LEBIH dari 40 mahasiswa lintas kampus dan lintas iman, termasuk dua orang dari Ahmadiyah, hadir dalam acara “Konferensi Nasional Kebebasan Beragama dan Berkeyakinan” di The Energy Tower SCBD Lot Jakarta Selatan, Senin (3/3). Acara berlangsung lima hari berturut-turut.
Wakil Menteri Agama RI Profesor Doktor Nasaruddin Umar menyempatkan diri hadir. Ia menjadi Keynote Speaker dalam acara yang diselenggarakan oleh Lembaga Studi Agama dan Filsafat (LSAF) bekerja sama dengan Pusat HAM Universitas Muhammadiyah Malang dan The Asian Foundation tersebut.
Dalam konferensi, Nasaruddin Umar didampingi Budhy Munawar-Rachman. Budhy merupakan PO dari The Asian Foundation.
Sebagai wamen agama, Nasaruddin mengatakan bahwa toleransi dan kebebasan beragama di Indonesia dapat diukur dengan dua cara, yaitu kualitatif dan kuantitif.
Secara kuantitatif, menurutnya, memang hasil penelitian tentang kebebasan beragama dan berkeyakinan di Indonesia menunjukan data yang negatif atau menunjukan trend yang tidak diharapkan.
Namun, jika kita melihat secara kualitatif, negara kita merupakan negara yang toleran dibanding dengan negara-negara muslim lainnya. Seperti Malaysia yang hanya membolehkan islam asy’ariyah saja secara teologi dan syafi’iyah secara fiqih.
Indonesia beruntung, Harun Nasution mengenalkan aliran-aliran teologi dari yang jabariyah (deterministik, fatalistik dan anti free will ) hingga muktazilah dan pemikiran Muhamad Abduh yang liberal.

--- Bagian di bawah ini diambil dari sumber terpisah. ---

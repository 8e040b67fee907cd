//! `msgshell`: a decoder for Outlook `.msg` files.
//!
//! This crate parses the compound file container of a `.msg` message into a
//! [`Message`](model::message::Message): typed properties, recipients, and
//! attachments, which may themselves be complete nested messages.
//!
//! ```no_run
//! let msg = msgshell::parse_msg_file("mail.msg")?;
//! println!("{:?}", msg.subject());
//! # Ok::<(), msgshell::error::MsgError>(())
//! ```

pub mod config;
pub mod container;
pub mod error;
pub mod model;
pub mod parser;

pub use parser::{parse_message, parse_msg_file, MsgParser, ParseOptions};
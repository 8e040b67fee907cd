//! Entry names used inside a `.msg` container.
//!
//! Every storage and stream name the parser looks up is produced here, so
//! the index width and hex casing live in one place.

use crate::model::property::{tags, PropertyTag, PropertyType};

/// The property stream present in every message, recipient and attachment directory.
pub const PROPERTIES_STREAM: &str = "__properties_version1.0";

const RECIPIENT_PREFIX: &str = "__recip_version1.0_#";
const ATTACHMENT_PREFIX: &str = "__attach_version1.0_#";
const SUBSTG_PREFIX: &str = "__substg1.0_";

/// `prefix` followed by `index` as 8 upper-case hex digits.
pub fn indexed(prefix: &str, index: u32) -> String {
    format!("{prefix}{index:08X}")
}

/// Directory holding recipient `index`.
pub fn recipient_dir(index: u32) -> String {
    indexed(RECIPIENT_PREFIX, index)
}

/// Directory holding attachment `index`.
pub fn attachment_dir(index: u32) -> String {
    indexed(ATTACHMENT_PREFIX, index)
}

/// Auxiliary stream holding the payload of a variable-size property.
pub fn value_stream(tag: PropertyTag) -> String {
    format!("{SUBSTG_PREFIX}{:04X}{:04X}", tag.id, tag.ty.code())
}

/// Stream holding element `index` of a variable-size multi-value property.
pub fn multi_value_element(tag: PropertyTag, index: u32) -> String {
    format!("{}-{index:08X}", value_stream(tag))
}

/// Marker whose presence in an attachment directory means the attachment
/// is an embedded message (`PR_ATTACH_DATA_OBJ` as an object).
pub fn embedded_message_marker() -> String {
    value_stream(PropertyTag::new(tags::ATTACH_DATA, PropertyType::Object))
}
//! Fixed headers at the start of every `__properties_version1.0` stream.
//!
//! ```text
//! message (root)        message (embedded)     recipient / attachment
//! ┌──────────────────┐  ┌──────────────────┐   ┌──────────────────┐
//! │ reserved   [8]   │  │ reserved   [8]   │   │ reserved   [8]   │
//! │ next_recip  u32  │  │ next_recip  u32  │   └──────────────────┘
//! │ next_attach u32  │  │ next_attach u32  │
//! │ recip_count u32  │  │ recip_count u32  │
//! │ attach_count u32 │  │ attach_count u32 │
//! │ reserved   [8]   │  └──────────────────┘
//! └──────────────────┘
//! ```
//! All counters are little-endian. Property records follow immediately.

use crate::container::ByteStream;
use crate::error::{MsgError, Result};

/// Reserved bytes that open every property stream.
pub const RESERVED_PREFIX: usize = 8;

/// Extra padding after the counters, present only in the root message.
pub const ROOT_PADDING: usize = 8;

const COUNTERS_SIZE: usize = 16;

/// Counters read from a message directory's property stream.
#[derive(Debug, Clone, Copy, PartialEq, Eq, Default)]
pub struct DirectoryHeader {
    pub next_recipient_id: u32,
    pub next_attachment_id: u32,
    pub recipient_count: u32,
    pub attachment_count: u32,
}

impl DirectoryHeader {
    /// Total header size for a message directory.
    pub fn size(is_root: bool) -> usize {
        RESERVED_PREFIX + COUNTERS_SIZE + if is_root { ROOT_PADDING } else { 0 }
    }
}

/// Read a message header, leaving `stream` at the first property record.
pub fn read_directory_header(stream: &mut ByteStream, is_root: bool) -> Result<DirectoryHeader> {
    let needed = DirectoryHeader::size(is_root);
    ensure_header(stream, needed)?;

    stream.skip(RESERVED_PREFIX)?;
    let header = DirectoryHeader {
        next_recipient_id: stream.read_u32()?,
        next_attachment_id: stream.read_u32()?,
        recipient_count: stream.read_u32()?,
        attachment_count: stream.read_u32()?,
    };
    if is_root {
        stream.skip(ROOT_PADDING)?;
    }
    Ok(header)
}

/// Skip the 8-byte header of a recipient or attachment property stream.
pub fn skip_entity_header(stream: &mut ByteStream) -> Result<()> {
    ensure_header(stream, RESERVED_PREFIX)?;
    stream.skip(RESERVED_PREFIX)
}

fn ensure_header(stream: &ByteStream, needed: usize) -> Result<()> {
    let available = stream.remaining();
    if available < needed {
        return Err(MsgError::MalformedHeader {
            stream: stream.name().to_string(),
            needed,
            available,
        });
    }
    Ok(())
}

Dalam Fikih, masih menurut Nasaruddin, Indonesia membuka mazhab-mazhab lain selain syafi’iyah untuk diikuti oleh umat Islam. Kata “Allah” di negara kita dibolehkan disebut oleh pemeluk agama lainnya selain agama Islam. Hal ini beda dengan negara Malaysia dan Brunai yang membolehkan kata “Allah” disebut hanya oleh umat Islam.
Selain dengan Brunei dan Malaysia, Nassarudin juga membandingkan Indonesia dengan negara-negara Timur Tengah dan negara-negara muslim di Afrika, kecuali Yordania.
Menurut Nasaruddin, Indonesia cendurung toleran dibanding negara-negara tersebut yang tingkat intoleransi, diskriminasi, serta kebebasan beragamanya ‘buruk’.
Pancasila adalah faktor penting dalam tumbuhnya kebebasan beragama di Indonesia. Nasarudin bersyukur dan berterimakasih kepada para founding fathers negara ini yang merumuskan Pancasila dan lebih memilih Pancasila dibanding dengan Piagam Jakarta.
Hal positif terkait kebebasan beragama di Indonesia tersebut, bukan berarti kebebasan beragama sudah selesai. Kita harus terus mengusahakannya untuk menciptakan toleransi dan kebebasan beragama di Indonesia.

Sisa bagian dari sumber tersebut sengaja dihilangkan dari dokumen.